The company grew and branched into services and trading, and had rose as high as number seven on Fortune magazine’s list of the top 500 companies in 2000. Over the next year, however, Enron’s stock price began a dramatic slide, dropping from $90.75 in August 2000 to $0.26 by closing on November 30, 2001.

By the end of the year, Enron’s collapse had cost investor’s billions of dollars, wiped out about 5,600 jobs, and liquidated almost $2.1 billion in pension plans.

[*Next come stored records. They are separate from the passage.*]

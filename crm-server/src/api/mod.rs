//! API route modules
//!
//! - [`health`] — health check
//! - [`orders`] — order management endpoints
//! - [`ai`] — generation endpoints (suggestions, insights, rule conversion)

pub mod ai;
pub mod health;
pub mod orders;

// Re-export common types for handlers
pub use crate::utils::{AppResponse, AppResult};
//! Server State

use sqlx::SqlitePool;

use crate::ai::AiService;
use crate::core::Config;
use crate::db::DbService;
use crate::utils::AppError;

/// Shared application state. Cheap to clone: the pool and the HTTP
/// client inside [`AiService`] are both internally reference-counted.
#[derive(Clone)]
pub struct ServerState {
    /// Server configuration
    pub config: Config,
    /// SQLite connection pool
    pub pool: SqlitePool,
    /// AI adapter
    pub ai: AiService,
}

impl ServerState {
    /// Initialize the server state:
    /// 1. ensure the working directory exists
    /// 2. open the database (work_dir/crm.db) and run migrations
    /// 3. build the AI adapter from config
    pub async fn initialize(config: &Config) -> Result<Self, AppError> {
        std::fs::create_dir_all(&config.work_dir).map_err(|e| {
            AppError::internal(format!("Failed to create work directory: {e}"))
        })?;

        let db_path = config.database_path();
        let db = DbService::new(&db_path.to_string_lossy()).await?;

        let ai = AiService::new(&config.ai)
            .map_err(|e| AppError::internal(format!("Failed to build AI client: {e}")))?;

        Ok(Self {
            config: config.clone(),
            pool: db.pool,
            ai,
        })
    }
}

Over the next several years, the name “Enron” became synonymous with large-scale corporate fraud and corruption, as an investigation by the Securities and Exchange Commission and the U.S. Justice Department revealed that Enron had inflated its earnings by hiding debts and losses in subsidiary partnerships.

Weekly Focus

If you don’t know where you’re going, you might end up someplace else.

Yogi Berra, Professional Baseball Catcher

Wealth is like seawater; the more we have, the thirstier we become, and the same is true of fame.